Wall Street Is Trading AI. The Fed Still Has to Trade Gasoline.

The strangest market signal on May 22 was not that consumer sentiment hit a record low. It was that stocks barely cared.
The University of Michigan’s final May reading fell to 44.8, the weakest on record, while major indexes kept pushing higher. At first glance, that looks like one more example of markets ignoring Main Street. But the bigger point is more important than that: Wall Street can afford to ignore a miserable consumer for a while. The Federal Reserve cannot.
That is the piece casual readers are missing. The real risk in this data is not that Americans suddenly stopped spending yesterday. It is that inflation psychology is getting worse again before demand has clearly broken. That is an awkward combination for anyone still assuming the next move from the Fed will be a clean, easy rate cut.

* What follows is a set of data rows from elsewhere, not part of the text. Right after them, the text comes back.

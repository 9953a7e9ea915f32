use std::io;
use std::path::{Path, PathBuf};

use async_trait::async_trait;
use bytes::Bytes;
use tempfile::NamedTempFile;
use tokio::fs::{self, File};
use tokio::io::AsyncWriteExt;

use super::{Connection, RequestKey, Store, StoreError};

/// A [`Store`] writing every payload into its own file below a cache directory.
///
/// Files are laid out by [`RequestKey::cache_path`]. New entries are written into a temporary
/// file next to their destination and atomically moved into place once complete, so readers
/// never observe partial payloads.
#[derive(Debug, Clone)]
pub struct FilesystemStore {
    root: PathBuf,
}

impl FilesystemStore {
    /// Creates a store rooted at `root`, creating the directory if it does not exist.
    pub fn new(root: impl Into<PathBuf>) -> io::Result<Self> {
        let root = root.into();
        std::fs::create_dir_all(&root)?;
        Ok(Self { root })
    }

    pub fn root(&self) -> &Path {
        &self.root
    }

    fn path(&self, key: &RequestKey) -> PathBuf {
        self.root.join(key.cache_path())
    }
}

#[async_trait]
impl Store for FilesystemStore {
    async fn connect(&self) -> Result<Box<dyn Connection>, StoreError> {
        if !fs::try_exists(&self.root).await? {
            return Err(StoreError::Connection(format!(
                "cache directory {} is gone",
                self.root.display()
            )));
        }
        Ok(Box::new(self.clone()))
    }
}

#[async_trait]
impl Connection for FilesystemStore {
    async fn set(&self, key: &RequestKey, data: Bytes) -> Result<(), StoreError> {
        let path = self.path(key);
        let Some(parent_dir) = path.parent() else {
            return Err(StoreError::Connection(format!(
                "no parent directory for {}",
                path.display()
            )));
        };

        let temp_dir = self.root.join(".tmp");
        fs::create_dir_all(parent_dir).await?;
        fs::create_dir_all(&temp_dir).await?;

        let temp_file = NamedTempFile::new_in(&temp_dir)?;
        let mut dest = File::from_std(temp_file.reopen()?);
        dest.write_all(&data).await?;
        dest.flush().await?;

        temp_file.persist(&path).map_err(|err| err.error)?;
        tracing::trace!(path = %path.display(), "stored cache entry");
        metric!(time_raw("cache.fs.size") = data.len() as u64);
        Ok(())
    }

    async fn get(&self, key: &RequestKey) -> Result<Option<Bytes>, StoreError> {
        match fs::read(self.path(key)).await {
            Ok(data) => Ok(Some(data.into())),
            Err(err) if err.kind() == io::ErrorKind::NotFound => Ok(None),
            Err(err) => Err(err.into()),
        }
    }

    async fn exists(&self, key: &RequestKey) -> Result<bool, StoreError> {
        Ok(fs::try_exists(self.path(key)).await?)
    }
}

#[cfg(test)]
mod tests {
    use super::*;

    fn key(name: &str) -> RequestKey {
        let mut builder = RequestKey::builder("test");
        builder.field("name", name);
        builder.build()
    }

    #[tokio::test]
    async fn test_set_get_exists() {
        tilesmith_test::setup();
        let cache_dir = tilesmith_test::tempdir();

        let store = FilesystemStore::new(cache_dir.path().join("tiles")).unwrap();
        let conn = store.connect().await.unwrap();

        let key = key("a");
        assert!(!conn.exists(&key).await.unwrap());
        assert_eq!(conn.get(&key).await.unwrap(), None);

        conn.set(&key, Bytes::from_static(b"tile")).await.unwrap();
        assert!(conn.exists(&key).await.unwrap());
        assert_eq!(
            conn.get(&key).await.unwrap(),
            Some(Bytes::from_static(b"tile"))
        );

        let on_disk = store.root().join(key.cache_path());
        assert_eq!(std::fs::read(on_disk).unwrap(), b"tile");
    }

    #[tokio::test]
    async fn test_overwrite() {
        tilesmith_test::setup();
        let cache_dir = tilesmith_test::tempdir();

        let store = FilesystemStore::new(cache_dir.path()).unwrap();
        let conn = store.connect().await.unwrap();

        conn.set(&key("a"), Bytes::from_static(b"old")).await.unwrap();
        conn.set(&key("a"), Bytes::from_static(b"new")).await.unwrap();
        assert_eq!(
            conn.get(&key("a")).await.unwrap(),
            Some(Bytes::from_static(b"new"))
        );
    }

    #[tokio::test]
    async fn test_removed_directory_fails_to_connect() {
        tilesmith_test::setup();
        let cache_dir = tilesmith_test::tempdir();

        let store = FilesystemStore::new(cache_dir.path().join("tiles")).unwrap();
        std::fs::remove_dir_all(store.root()).unwrap();

        assert!(matches!(
            store.connect().await,
            Err(StoreError::Connection(_))
        ));
    }
}
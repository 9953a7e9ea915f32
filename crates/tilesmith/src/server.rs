use std::net::SocketAddr;

use anyhow::{Context, Result};
use tilesmith_service::config::Config;
use tilesmith_service::metric;
use tilesmith_service::service::TileService;

use crate::endpoints;

/// Creates all pipelines and serves them over HTTP on the configured address.
pub fn run(config: Config) -> Result<()> {
    // Log this metric before actually starting the server. This allows to see restarts even if
    // service creation fails.
    metric!(counter("server.starting") += 1);

    let megs = 1024 * 1024;
    let runtime = tokio::runtime::Builder::new_multi_thread()
        .thread_name("tilesmith-web")
        .enable_all()
        .thread_stack_size(8 * megs)
        .build()?;

    let service = runtime
        .block_on(async { TileService::create(&config) })
        .context("failed to create tile service")?;

    let socket = config
        .bind
        .parse::<SocketAddr>()
        .with_context(|| format!("invalid bind address `{}`", config.bind))?;
    tracing::info!("Starting HTTP server on {}", socket);

    let server =
        axum_server::bind(socket).serve(endpoints::create_app(service).into_make_service());
    runtime.block_on(server)?;
    tracing::info!("System shutdown complete");

    Ok(())
}
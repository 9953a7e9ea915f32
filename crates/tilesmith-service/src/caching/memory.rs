use std::time::Duration;

use async_trait::async_trait;
use bytes::Bytes;

use super::{Connection, RequestKey, Store, StoreError};

type InMemoryCache = moka::future::Cache<RequestKey, Bytes>;

/// A [`Store`] keeping payloads in a size-bounded in-memory cache.
///
/// The capacity is measured in bytes of stored payload. Once it is reached, the least
/// recently used entries are evicted.
#[derive(Debug, Clone)]
pub struct MemoryStore {
    cache: InMemoryCache,
}

impl MemoryStore {
    /// Creates a store holding up to `capacity` bytes, evicting entries after `time_to_live`.
    pub fn new(capacity: u64, time_to_live: Option<Duration>) -> Self {
        let mut builder = InMemoryCache::builder()
            .max_capacity(capacity)
            .weigher(|_key, data: &Bytes| data.len().try_into().unwrap_or(u32::MAX));
        if let Some(ttl) = time_to_live {
            builder = builder.time_to_live(ttl);
        }
        Self {
            cache: builder.build(),
        }
    }
}

#[async_trait]
impl Store for MemoryStore {
    async fn connect(&self) -> Result<Box<dyn Connection>, StoreError> {
        Ok(Box::new(self.clone()))
    }
}

#[async_trait]
impl Connection for MemoryStore {
    async fn set(&self, key: &RequestKey, data: Bytes) -> Result<(), StoreError> {
        self.cache.insert(key.clone(), data).await;
        Ok(())
    }

    async fn get(&self, key: &RequestKey) -> Result<Option<Bytes>, StoreError> {
        Ok(self.cache.get(key).await)
    }

    async fn exists(&self, key: &RequestKey) -> Result<bool, StoreError> {
        Ok(self.cache.contains_key(key))
    }
}
use axum::http::{header, StatusCode};
use axum::response::IntoResponse;
use once_cell::sync::Lazy;
use prometheus::{register_int_counter, Encoder, IntCounter, TextEncoder};

// Prometheus metrics (default registry)
pub static RESIDENTS_CREATED_TOTAL: Lazy<IntCounter> = Lazy::new(|| {
    register_int_counter!(
        "resident_store_residents_created_total",
        "Residents successfully created"
    )
    .expect("register residents_created_total")
});

pub static UPLOADS_TOTAL: Lazy<IntCounter> = Lazy::new(|| {
    register_int_counter!(
        "resident_store_uploads_total",
        "Images successfully forwarded to the media host"
    )
    .expect("register uploads_total")
});

pub static UPLOAD_FAILURES_TOTAL: Lazy<IntCounter> = Lazy::new(|| {
    register_int_counter!(
        "resident_store_upload_failures_total",
        "Image uploads rejected or failed at the media host"
    )
    .expect("register upload_failures_total")
});

pub static STORAGE_ERRORS_TOTAL: Lazy<IntCounter> = Lazy::new(|| {
    register_int_counter!(
        "resident_store_storage_errors_total",
        "Document store reads or writes that failed"
    )
    .expect("register storage_errors_total")
});

/// Touch every counter so they show up in the exposition before first use.
pub fn init() {
    Lazy::force(&RESIDENTS_CREATED_TOTAL);
    Lazy::force(&UPLOADS_TOTAL);
    Lazy::force(&UPLOAD_FAILURES_TOTAL);
    Lazy::force(&STORAGE_ERRORS_TOTAL);
}

pub fn gather_text() -> Result<String, prometheus::Error> {
    let mut buffer = Vec::new();
    TextEncoder::new().encode(&prometheus::gather(), &mut buffer)?;
    Ok(String::from_utf8_lossy(&buffer).into_owned())
}

pub async fn metrics_handler() -> impl IntoResponse {
    match gather_text() {
        Ok(body) => (StatusCode::OK, [(header::CONTENT_TYPE, "text/plain; version=0.0.4")], body).into_response(),
        Err(e) => crate::errors::JsonApiError::internal("Failed to encode metrics", e).into_response(),
    }
}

The hard data still looks resilient on the surface. U.S. retail sales rose 0.5% in April, following a 1.6% increase in March. Electronics and online sales held up well. Restaurant spending also stayed positive. But once you strip away the headline, the picture gets less comforting. Gas station receipts jumped again, helped by higher fuel prices, and real core retail sales growth was barely positive. In other words, households are still spending, but more of that spending is being absorbed by energy and other essentials.
That helps explain why sentiment is collapsing faster than the spending numbers. Consumers are not responding to some abstract economist’s model. They are responding to what it feels like when gas, food, and other basics take a larger share of the paycheck. Michigan’s survey said 57% of consumers spontaneously mentioned high prices eroding their finances, up from 50% a month earlier. Lower-income households and people without college degrees saw especially sharp declines.

The more important detail was not the headline sentiment number. It was inflation expectations. One-year expectations rose to 4.8% in May from 4.7% in April. Five-year expectations jumped to 3.9% from 3.5%, well above the range consumers were showing through most of 2024. That matters because the Fed can live with an oil shock more easily than it can live with a public that starts believing higher inflation will spread and stick.
This is why the market’s calm reaction may be misleading rather than reassuring. Investors are looking at an index increasingly driven by giant companies tied to AI infrastructure, cloud spending, and semiconductors. Those businesses do not need a strong middle-class shopping trip every weekend to keep earnings momentum alive. A consumer sentiment collapse can coexist with record highs in the Dow or S&P for longer than many people expect.
But monetary policy works on a different scoreboard. If households feel poorer, expect higher inflation, and keep spending just enough to prevent a clear slowdown, the Fed gets trapped. It cannot cut aggressively because inflation expectations are moving the wrong way. It also does not get the kind of clean demand destruction that would quickly cool prices. That is how you end up with a consumer that feels recessionary even while official spending data still says expansion.
There is a business consequence here too. Companies selling to price-sensitive households may run into a margin squeeze before they run into a volume collapse. Consumers often do not stop buying all at once. They trade down, postpone discretionary purchases, or lean harder on promotions. That is bad news for apparel, furniture, and other categories already showing weaker momentum. It is also a warning that the next stage of the consumer slowdown may show up in mix and profitability before it shows up in headline sales.
So the May sentiment report should not be read as a simple bearish signal or dismissed as another soft survey. It is better read as evidence that the inflation problem is moving from prices into expectations and from there into policy. Wall Street is still trading AI and capex. The Fed still has to trade gasoline, groceries, and rent.
That gap can stay open for a while. It just should not be mistaken for stability.